Waste To Energy...Turning Landfills To Goldmines

With the habits of modern lifestyles causing an increased worldwide waste problem, finding innovative ways to deal with the excessive waste can be a challenge.

Local landfill capacities are being met or exceeded and many first world nations are beginning to export their refuse to third world countries. This practice is having a devastating impact on ecosystems and cultures throughout the world.
Some companies are developing alternative energy sources and ways to recycle waste by generating electricity from landfill waste and pollution. Waste to Energy (WTE) initiatives are an underutilized but wholly necessary part of our future. This process may also be referred to as Energy From Waste (EFW).

According to the Environmental Protection Agency (EPA), WTE is "energy recovery from waste...the conversion of non-recyclable waste materials into useable heat, electricity, or fuel through a variety of processes, including combustion, gasification, pyrolization, anaerobic digestion, and landfill gas (LFG) recovery. Converting non-recyclable waste materials into electricity and heat generates a renewable energy source and reduces carbon emissions by offsetting the need for energy from fossil sources and reduces methane generation from landfills."

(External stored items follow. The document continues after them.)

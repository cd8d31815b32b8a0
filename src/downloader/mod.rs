//! Download orchestration and rate limiting
//!
//! This module provides the core download execution engine: connector
//! resolution, content expansion, bounded concurrent page fetching with
//! retries, and the final run report.
//!
//! # Overview
//!
//! 1. **Job Creation**: Define what to download using [`job::DownloadJob`]
//! 2. **Execution**: Process the job using [`executor::DownloadExecutor`]
//! 3. **Rate Limiting**: Per-site spacing via [`rate_limit::RateLimiter`]
//! 4. **Worker Pool**: Bounded concurrency and retries in [`pool::WorkerPool`]
//! 5. **Reporting**: Results aggregate into a [`report::RunReport`]
//!
//! # Quick Start
//!
//! ```no_run
//! use comic_downloader::downloader::{DownloadConfig, DownloadExecutor, DownloadJob};
//! use comic_downloader::registry::ConnectorRegistry;
//! use comic_downloader::DownloadMode;
//! use std::sync::Arc;
//!
//! # async fn example() -> Result<(), Box<dyn std::error::Error>> {
//! let registry = Arc::new(ConnectorRegistry::builder().build());
//! let config = DownloadConfig::default().with_output_root("./downloads");
//! let job = DownloadJob::new(
//!     "https://example.com/manga/some-title/chapter-1",
//!     DownloadMode::SingleChapter,
//!     config,
//! );
//!
//! let report = DownloadExecutor::new(registry).execute(job).await?;
//! println!("{}: {} failed", report.state, report.totals.failed);
//! # Ok(())
//! # }
//! ```
//!
//! # Error Handling
//!
//! Problems that stop a job before any page is fetched (unsupported site,
//! invalid configuration, a series that cannot be described) return
//! [`DownloadError`]. Once pages are being fetched every failure is recorded
//! in the [`RunReport`] instead.

pub mod config;
pub mod executor;
pub mod job;
pub mod pool;
pub mod progress;
pub mod rate_limit;
pub mod report;
pub mod unit;

pub use config::DownloadConfig;
pub use executor::DownloadExecutor;
pub use job::{DownloadJob, JobProgress, JobStatus};
pub use pool::WorkerPool;
pub use rate_limit::RateLimiter;
pub use report::{ChapterReport, FailedUnit, RunReport};
pub use unit::{ErrorKind, FetchResult, FetchUnit, UnitId, UnitOutcome};

use crate::connector::ConnectorError;
use crate::registry::RegistryError;

/// Job-level download errors
#[derive(Debug, thiserror::Error)]
pub enum DownloadError {
    /// No connector serves the target host
    #[error("unsupported site: {0}")]
    UnsupportedSite(String),

    /// Target is not a usable URL
    #[error("invalid target URL: {0}")]
    InvalidUrl(String),

    /// Invalid job configuration or registry setup
    #[error("configuration error: {0}")]
    Configuration(String),

    /// The series could not be described
    #[error("failed to describe {url}: {source}")]
    Describe {
        /// Target URL
        url: String,
        /// Connector failure
        source: ConnectorError,
    },

    /// Single-chapter mode and the target matches no chapter
    #[error("no chapter of the series matches {0}")]
    ChapterNotFound(String),

    /// Two pages map to the same destination
    #[error("expansion error: {0}")]
    Expansion(String),

    /// The transport session could not be opened
    #[error("session error: {0}")]
    Session(ConnectorError),
}

impl From<RegistryError> for DownloadError {
    fn from(error: RegistryError) -> Self {
        match error {
            RegistryError::UnsupportedSite(host) => DownloadError::UnsupportedSite(host),
            RegistryError::InvalidUrl { url, reason } => {
                DownloadError::InvalidUrl(format!("{url}: {reason}"))
            }
            RegistryError::Configuration(message) => DownloadError::Configuration(message),
        }
    }
}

"Waste to Energy facilities include the following technologies:
  • Mass Burn (MB) "Waste to Energy" plants generate electricity and/or steam from waste by feeding mixed municipal waste into large furnaces dedicated solely to burning trash and producing power. 70 of the 102 "Waste to Energy" facilities in the U.S. utilize this process.
  • Refuse-derived fuel (RDF) "Waste to Energy" plants remove recyclable or unburnable materials and shred or process the remaining trash into a uniform fuel. A dedicated combustor, or furnace, may be located on-site to burn the fuel and generate power; or the RDF may be transported off site for use as a fuel in boilers that burn other fossil fuel. 19 of the 102 "Waste to Energy" facilities utilize this technology.
  • The remaining 13 "Waste to Energy" facilities are Modular "Waste to Energy" plants, which are similar to Mass Burn plants, but are smaller mobile units that may be quickly assembled where needed.
These Waste to Energy plants currently process more than 30 million tons of trash each year or about 14% of America's solid waste. Electric power generated by these plants is approximately 2,816 megawatts per hour. These technologies are the most widely used technologies for converting large volumes of municipal waste into energy."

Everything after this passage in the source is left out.